Cependant il fut démontré que les paysages où se voyait la nature sans fard étaient pleins d’émotion, de force et de grâce, qualités qui avaient toujours manqué aux paysages historiques. On ne saurait rien imaginer de plus froid et en même temps de plus lourd et de plus aride que les paysages composés où les arbres sont arrangés comme les coulisses d’un théâtre et laissent voir les ruines de quelque temple grec sur une colline d’allure conventionnelle. Regardez par contraste un paysage de Daubigny (2) : c’est l’âme de la nature qui vous parle. Il y a dans l’exposition un tableau magnifique, Lever de la lune à Auvers (Seine-et-Oise). La nuit vient de tomber, une ombre transparente voile les champs, tandis que dans un ciel clair monte la pleine lune. On sent là le frémissement silencieux du soir, les derniers bruits des champs qui s’endorment. Cela donne l’impression d’une grandeur limpide, d’une tranquillité pleine de vie. Voilà le style réaliste, fait pour communiquer ce qui est. Nous sommes loin du style classique, tourné vers un idéal surnaturel, où ne se mêle rien de personnel et où la rhétorique étouffe la vie.

Daubigny, La Neige

Je citerai un autre tableau de Daubigny, La Neige, qui était à l’exposition de peinture de 1872. On ne saurait rien imaginer de plus simple et en même temps de plus large. Les champs sont blancs de neige ; un chemin les traverse, bordé à droite et à gauche de pommiers aux branches noueuses. Et sur cette nappe blanche, sur les champs et sur les arbres, toute une énorme volée de corbeaux s’est abattue, des points noirs, immobiles et tournoyants. L’hiver tout entier est là devant nous. De ma vie, je n’ai rien vu de plus mélancolique ; le pinceau de Daubigny, délicat plutôt que puissant, a acquis cette fois-ci une force exceptionnelle pour rendre la vue morne de nos plaines en décembre.

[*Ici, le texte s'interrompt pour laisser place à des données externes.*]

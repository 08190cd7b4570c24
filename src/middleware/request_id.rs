use axum::{
    body::Body,
    extract::Request,
    http::HeaderValue,
    middleware::Next,
    response::Response,
};
use uuid::Uuid;

/// HTTP header carrying the request ID
pub const REQUEST_ID_HEADER: &str = "x-request-id";

/// Longest caller-supplied ID that is echoed back
const MAX_REQUEST_ID_LEN: usize = 128;

/// Request ID stored in request extensions
#[derive(Clone, Debug, PartialEq, Eq)]
pub struct RequestId(String);

impl RequestId {
    /// Creates a new random request ID
    pub fn generate() -> Self {
        Self(Uuid::new_v4().to_string())
    }

    /// Accepts a caller-supplied ID if it is short, non-empty printable ASCII
    pub fn from_header(value: &HeaderValue) -> Option<Self> {
        let value = value.to_str().ok()?.trim();
        let acceptable = !value.is_empty()
            && value.len() <= MAX_REQUEST_ID_LEN
            && value.chars().all(|c| c.is_ascii_graphic());
        acceptable.then(|| Self(value.to_string()))
    }

    pub fn as_str(&self) -> &str {
        &self.0
    }
}

impl std::fmt::Display for RequestId {
    fn fmt(&self, f: &mut std::fmt::Formatter<'_>) -> std::fmt::Result {
        f.write_str(&self.0)
    }
}

/// Tags every request with an ID and echoes it on the response.
///
/// A usable `x-request-id` from the caller is kept; otherwise a UUID v4 is
/// generated.
pub async fn request_id_middleware(mut request: Request, next: Next) -> Response {
    let request_id = request
        .headers()
        .get(REQUEST_ID_HEADER)
        .and_then(RequestId::from_header)
        .unwrap_or_else(RequestId::generate);

    request.extensions_mut().insert(request_id.clone());

    let mut response = next.run(request).await;

    if let Ok(header_value) = HeaderValue::from_str(request_id.as_str()) {
        response
            .headers_mut()
            .insert(REQUEST_ID_HEADER, header_value);
    }

    response
}

/// Span for `TraceLayer` tagged with the request ID
pub fn make_span_with_request_id(request: &Request<Body>) -> tracing::Span {
    let request_id = request
        .extensions()
        .get::<RequestId>()
        .map(RequestId::as_str)
        .unwrap_or("unknown");

    tracing::info_span!(
        "http_request",
        method = %request.method(),
        uri = %request.uri(),
        request_id = %request_id,
    )
}

#[cfg(test)]
mod tests {
    use super::*;

    #[test]
    fn test_from_header_keeps_caller_id() {
        let value = HeaderValue::from_static("abc-123");
        assert_eq!(RequestId::from_header(&value).unwrap().as_str(), "abc-123");
    }

    #[test]
    fn test_from_header_rejects_blank_and_oversized() {
        assert!(RequestId::from_header(&HeaderValue::from_static("   ")).is_none());
        let long = HeaderValue::from_str(&"x".repeat(MAX_REQUEST_ID_LEN + 1)).unwrap();
        assert!(RequestId::from_header(&long).is_none());
    }

    #[test]
    fn test_generated_ids_are_uuids() {
        let id = RequestId::generate();
        assert!(Uuid::parse_str(id.as_str()).is_ok());
    }
}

Voilà trois artistes que la mort nous a ravis : Courbet, Corot et Daubigny. Cependant, pour être complet, je nommerai après eux Henri Regnault et Chintreuil ; ni l’un ni l’autre n’est parmi les vivants. Ils occupaient une place secondaire, mais à l’heure présente ils auraient passé au premier plan s’ils étaient demeurés en vie.

Tout le monde se souvient du deuil universel qu’inspira la mort d’Henri Regnault, tué par l’ennemi au moment du siège de Paris en 1871. Aujourd’hui, il est permis de dire que le soldat a fait pleurer l’artiste. Naguère le patriotisme faisait qu’on gonflait le talent du jeune héros et qu’on disait que l’école française avait perdu en lui une future étoile. On vantait beaucoup ses œuvres à l’occasion de diverses expositions. Aujourd’hui nous retrouvons quelques-uns de ses tableaux au Champ-de-Mars et il faut reconnaître que s’ils happent les yeux par l’audace du coloris, les sujets en sont toutefois fort insignifiants et le métier raffiné plutôt que vigoureux. Delacroix a passé par là, mais un Delacroix vu et corrigé par Gérome.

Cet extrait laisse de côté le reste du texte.